» EXERCISE: Transcribe all of the listing below in full.

======== SUPPLIED MATERIAL

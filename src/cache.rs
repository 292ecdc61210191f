//! Client-side task cache and the paginated fetch-all loop.

use std::cmp::Ordering;

use futures::future::try_join_all;
use tracing::debug;

use crate::api::{TaskApi, TaskQuery};
use crate::error::Result;
use crate::filter::TaskFilter;
use crate::task::{Task, TaskStatus};

/// Fetch every task matching `filter`, newest `createdAt` first.
///
/// Pages after the first are requested concurrently. A failure on any page
/// fails the whole fetch.
pub async fn fetch_all_tasks<A: TaskApi + ?Sized>(
    api: &A,
    filter: &TaskFilter,
    page_size: usize,
) -> Result<Vec<Task>> {
    let page_size = page_size.max(1);
    let first = api
        .list_tasks(&TaskQuery::new(1, page_size, filter.clone()))
        .await?;
    let total_pages = first.pagination.total_pages;
    let mut tasks = first.tasks;

    if total_pages > 1 {
        debug!(total_pages, "fetching remaining task pages");
        let rest = try_join_all((2..=total_pages).map(|page| {
            let query = TaskQuery::new(page, page_size, filter.clone());
            async move { api.list_tasks(&query).await }
        }))
        .await?;
        for page in rest {
            tasks.extend(page.tasks);
        }
    }

    tasks.retain(|task| filter.matches_client_side(task));
    sort_newest_first(&mut tasks);
    Ok(tasks)
}

/// Stable sort by `created_at` descending; tasks without it go last.
pub fn sort_newest_first(tasks: &mut [Task]) {
    tasks.sort_by(|left, right| match (left.created_at, right.created_at) {
        (Some(left), Some(right)) => right.cmp(&left),
        (Some(_), None) => Ordering::Less,
        (None, Some(_)) => Ordering::Greater,
        (None, None) => Ordering::Equal,
    });
}

/// Ordered in-memory copy of the tasks visible in the current view.
#[derive(Debug, Clone, Default)]
pub struct TaskCache {
    tasks: Vec<Task>,
}

impl TaskCache {
    pub fn new(tasks: Vec<Task>) -> Self {
        Self { tasks }
    }

    pub fn tasks(&self) -> &[Task] {
        &self.tasks
    }

    pub fn len(&self) -> usize {
        self.tasks.len()
    }

    pub fn is_empty(&self) -> bool {
        self.tasks.is_empty()
    }

    pub fn get(&self, task_id: &str) -> Option<&Task> {
        self.tasks.iter().find(|task| task.id == task_id)
    }

    pub fn get_mut(&mut self, task_id: &str) -> Option<&mut Task> {
        self.tasks.iter_mut().find(|task| task.id == task_id)
    }

    pub fn replace_all(&mut self, tasks: Vec<Task>) {
        self.tasks = tasks;
    }

    /// Put a snapshot back in place of the entry with the same id.
    ///
    /// Returns false when the entry has since left the cache.
    pub fn restore(&mut self, snapshot: Task) -> bool {
        match self.get_mut(&snapshot.id) {
            Some(entry) => {
                *entry = snapshot;
                true
            }
            None => false,
        }
    }

    pub fn remove(&mut self, task_id: &str) -> Option<Task> {
        let idx = self.tasks.iter().position(|task| task.id == task_id)?;
        Some(self.tasks.remove(idx))
    }

    pub fn with_status(&self, status: TaskStatus) -> impl Iterator<Item = &Task> {
        self.tasks.iter().filter(move |task| task.status == status)
    }
}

================

» EXPECTED OUTPUT:
filename src/cache.rs
repository 292ecdc61210191f
//! Client-side task cache and the paginated fetch-all loop.

use std::cmp::Ordering;

use futures::future::try_join_all;
use tracing::debug;

use crate::api::{TaskApi, TaskQuery};
use crate::error::Result;
use crate::filter::TaskFilter;
use crate::task::{Task, TaskStatus};

/// Fetch every task matching `filter`, newest `createdAt` first.
///
/// Pages after the first are requested concurrently. A failure on any page
/// fails the whole fetch.
pub async fn fetch_all_tasks<A: TaskApi + ?Sized>(
    api: &A,
    filter: &TaskFilter,
    page_size: usize,
) -> Result<Vec<Task>> {
    let page_size = page_size.max(1);
    let first = api
        .list_tasks(&TaskQuery::new(1, page_size, filter.clone()))
        .await?;
    let total_pages = first.pagination.total_pages;
    let mut tasks = first.tasks;

    if total_pages > 1 {
        debug!(total_pages, "fetching remaining task pages");
        let rest = try_join_all((2..=total_pages).map(|page| {
            let query = TaskQuery::new(page, page_size, filter.clone());
            async move { api.list_tasks(&query).await }
        }))
        .await?;
        for page in rest {
            tasks.extend(page.tasks);
        }
    }

    tasks.retain(|task| filter.matches_client_side(task));
    sort_newest_first(&mut tasks);
    Ok(tasks)
}

/// Stable sort by `created_at` descending; tasks without it go last.
pub fn sort_newest_first(tasks: &mut [Task]) {
    tasks.sort_by(|left, right| match (left.created_at, right.created_at) {
        (Some(left), Some(right)) => right.cmp(&left),
        (Some(_), None) => Ordering::Less,
        (None, Some(_)) => Ordering::Greater,
        (None, None) => Ordering::Equal,
    });
}

/// Ordered in-memory copy of the tasks visible in the current view.
#[derive(Debug, Clone, Default)]
pub struct TaskCache {
    tasks: Vec<Task>,
}

impl TaskCache {
    pub fn new(tasks: Vec<Task>) -> Self {
        Self { tasks }
    }

    pub fn tasks(&self) -> &[Task] {
        &self.tasks
    }

    pub fn len(&self) -> usize {
        self.tasks.len()
    }

    pub fn is_empty(&self) -> bool {
        self.tasks.is_empty()
    }

    pub fn get(&self, task_id: &str) -> Option<&Task> {
        self.tasks.iter().find(|task| task.id == task_id)
    }

    pub fn get_mut(&mut self, task_id: &str) -> Option<&mut Task> {
        self.tasks.iter_mut().find(|task| task.id == task_id)
    }

    pub fn replace_all(&mut self, tasks: Vec<Task>) {
        self.tasks = tasks;
    }

    /// Put a snapshot back in place of the entry with the same id.
    ///
    /// Returns false when the entry has since left the cache.
    pub fn restore(&mut self, snapshot: Task) -> bool {
        match self.get_mut(&snapshot.id) {
            Some(entry) => {
                *entry = snapshot;
                true
            }
            None => false,
        }
    }

    pub fn remove(&mut self, task_id: &str) -> Option<Task> {
        let idx = self.tasks.iter().position(|task| task.id == task_id)?;
        Some(self.tasks.remove(idx))
    }

    pub fn with_status(&self, status: TaskStatus) -> impl Iterator<Item = &Task> {
        self.tasks.iter().filter(move |task| task.status == status)
    }
}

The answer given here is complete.